Now I’d be fine without soda. It’s not like I poured Fanta over my cereal or gargled with Moxie. I’m not Buddy the Elf or anything. But once in a while, soda was a special treat my parents allowed me to indulge. For instance, at a bowling alley birthday party one year, I remember informing them that my friends and I were “drunk on Sprite.” So yeah. I was a fan of soda.

That fandom didn’t go over well at Nature’s Classroom. One counselor, a dreadlocked, khaki shorts-sporting dude—we’ll call him Alfonso—preached the dangers of the beverage.

“Soda makes you fat,” he said, using the same grave tone Obi-Wan chose when describing how Anakin killed those younglings. “Soda gives you cavities. Soda hooks you with bright colors and carbonated fizz. But soda’s got zero nutritional value.”

Okay, I thought. Can I have some soda now?

The answer, tragically, was no. They did not serve soda at Nature’s Classroom, nor did they offer anything with even trace amounts of sugar in it. Our only options were water, milk, and some murky brown substance they claimed was unsweetened iced tea.

Yet on the last day of this week-long ordeal, Alfonso and his cohorts relented.

“You guys have been awesome,” he announced. “Like, a super group. So as a thank you, we wanted to give y’all something special…”

I gripped the lunch table. My eyes went wide. Soda, I thought. Say soda!

“Lemonade! We’ve got lemonade for everyone!”

Maybe not the gift I’d wished for, but I didn’t want to be rude. And as far as I was aware, the sugar content of the two beverages were pretty much the same. It would do.

“There’s a catch, though,” Alfonso added, lifting a soil-stained finger. “Your table has to finish your water pitcher before you get your lemonade, okay? Water, then lemonade.”

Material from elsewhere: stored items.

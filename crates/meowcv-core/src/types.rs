use crate::pipeline::DetectError;
use serde::{Deserialize, Serialize};
use std::fmt;
use std::str::FromStr;

pub const DEFAULT_EYE_OPENING: f64 = 0.025;
pub const DEFAULT_MOUTH_OPEN: f64 = 0.03;
pub const DEFAULT_SQUINTING: f64 = 0.018;

/// One of the four expression labels the classifier can produce.
#[derive(Debug, Clone, Copy, PartialEq, Eq, Hash, Serialize, Deserialize)]
#[serde(rename_all = "lowercase")]
pub enum ExpressionCategory {
    Shock,
    Tongue,
    Glare,
    Default,
}

impl ExpressionCategory {
    pub const ALL: [ExpressionCategory; 4] = [
        ExpressionCategory::Shock,
        ExpressionCategory::Tongue,
        ExpressionCategory::Glare,
        ExpressionCategory::Default,
    ];

    pub fn as_str(self) -> &'static str {
        match self {
            ExpressionCategory::Shock => "shock",
            ExpressionCategory::Tongue => "tongue",
            ExpressionCategory::Glare => "glare",
            ExpressionCategory::Default => "default",
        }
    }
}

impl fmt::Display for ExpressionCategory {
    fn fmt(&self, f: &mut fmt::Formatter<'_>) -> fmt::Result {
        f.write_str(self.as_str())
    }
}

#[derive(Debug, Clone, PartialEq, Eq, thiserror::Error)]
#[error("unknown expression category: {0}")]
pub struct UnknownCategory(pub String);

impl FromStr for ExpressionCategory {
    type Err = UnknownCategory;

    fn from_str(s: &str) -> Result<Self, Self::Err> {
        Self::ALL
            .into_iter()
            .find(|c| c.as_str() == s)
            .ok_or_else(|| UnknownCategory(s.to_string()))
    }
}

/// Scalar geometry derived from one face's landmarks.
#[derive(Debug, Clone, Copy, PartialEq)]
pub struct FeatureVector {
    /// Mean vertical eyelid separation of both eyes, in normalized image units.
    pub eye_opening: f64,
    /// Vertical inner-lip separation, in normalized image units.
    pub mouth_opening: f64,
}

/// Classification cutoffs. Always handled by value; see [`crate::ThresholdStore`].
#[derive(Debug, Clone, Copy, PartialEq, Serialize, Deserialize)]
pub struct ThresholdConfig {
    /// Eye opening above this is `shock`.
    pub eye_opening: f64,
    /// Mouth opening above this is `tongue`.
    pub mouth_open: f64,
    /// Eye opening below this is `glare`.
    pub squinting: f64,
}

impl Default for ThresholdConfig {
    fn default() -> Self {
        Self {
            eye_opening: DEFAULT_EYE_OPENING,
            mouth_open: DEFAULT_MOUTH_OPEN,
            squinting: DEFAULT_SQUINTING,
        }
    }
}

/// Outcome of one detect request.
#[derive(Debug)]
pub enum ClassificationResult {
    Detected {
        category: ExpressionCategory,
        features: FeatureVector,
        asset: String,
        message: String,
    },
    /// The image decoded but contained no face. Not an error.
    NoFaceFound,
    Failed(DetectError),
}

impl ClassificationResult {
    pub fn is_detected(&self) -> bool {
        matches!(self, ClassificationResult::Detected { .. })
    }
}

#[cfg(test)]
mod tests {
    use super::*;

    #[test]
    fn test_default_thresholds() {
        let t = ThresholdConfig::default();
        assert_eq!(t.eye_opening, 0.025);
        assert_eq!(t.mouth_open, 0.03);
        assert_eq!(t.squinting, 0.018);
    }

    #[test]
    fn test_category_parse_roundtrip() {
        for c in ExpressionCategory::ALL {
            assert_eq!(c.as_str().parse::<ExpressionCategory>(), Ok(c));
        }
        assert!("sleepy".parse::<ExpressionCategory>().is_err());
    }

    #[test]
    fn test_threshold_config_wire_names() {
        let json = serde_json::to_value(ThresholdConfig::default()).unwrap();
        assert_eq!(json["eye_opening"], 0.025);
        assert_eq!(json["mouth_open"], 0.03);
        assert_eq!(json["squinting"], 0.018);
    }

    #[test]
    fn test_category_serializes_lowercase() {
        let json = serde_json::to_string(&ExpressionCategory::Tongue).unwrap();
        assert_eq!(json, "\"tongue\"");
    }
}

That was another Nature’s Classroom thing. You had to share a pitcher of water amongst the seven other poor saps at the table. I’m not sure what the lesson was there, except learning to hate the kids who poured too slowly.

Alright Alfonso, I thought as I downed my first glass. I’ll play your game, you sick bastard. 

I felt a little like Gollum must’ve felt around the Ring. The only thing standing between me and my precious: This stupid pitcher of boring water.

Frustratingly, nobody at the table took more than a cup. They were busy reminiscing about all the fun times they shared the past few days, about how happy they were to see their families again.

Didn’t you people hear what Alfonso just said!? I wanted to scream at them. Lemonade! We can have lemonade! Look, I know it’s not root beer, but come on. Help me out, here!

Nobody did. So I put the team on my back. I felt like Jordan in the fourth quarter of the ‘98 Finals, Game Six. I must’ve slammed at least that many glasses of water, if not more.

Then came my reward. Alfonso nodded approvingly, then returned with a pitcher of golden lemonade. And I thought, You know what? I worked hard for this. No. I earned this. I deserve as much lemonade as I want.

I didn’t even bother sharing with my ungrateful tablemates. From that pitcher, I’d estimate I drank a good 75, 80 percent.

“Okay,” said Mr. B., my sixth grade science teacher. “Get on the bus, people. We’re going home.”

#

I think I made it 30 minutes before the pain set it.

You know that scene in Alien when the creature bursts out of John Hurt’s chest? That’s what my groin area felt like. I expressed my growing discomfort to my friends, Jimmy and Jeremy. They’re still two of my best friends to this day—though after recalling this story, I have to wonder why.

I was looking for some encouraging words from my pals, you know? Maybe a, “Hey, you’ll be alright!” or a, “Don’t worry, your bladder won’t be totally ruined.” Instead, they pointed out every rushing body of water we passed, whether real or imaginary.

“Did you see that garden hose over there?” Jimmy asked, tapping on the window. “I think it was trickling.”

“That’s not what I heard,” Jeremy countered from across the aisle. “I heard it was, like, gushing. Just spraying everywhere.”

This was not helping. With about two hours to go, I removed my seatbelt—despite what my parents would advise—to relieve the pressure on my abdomen. I also hunkered down in the seat and covered my face, and maybe cried a little.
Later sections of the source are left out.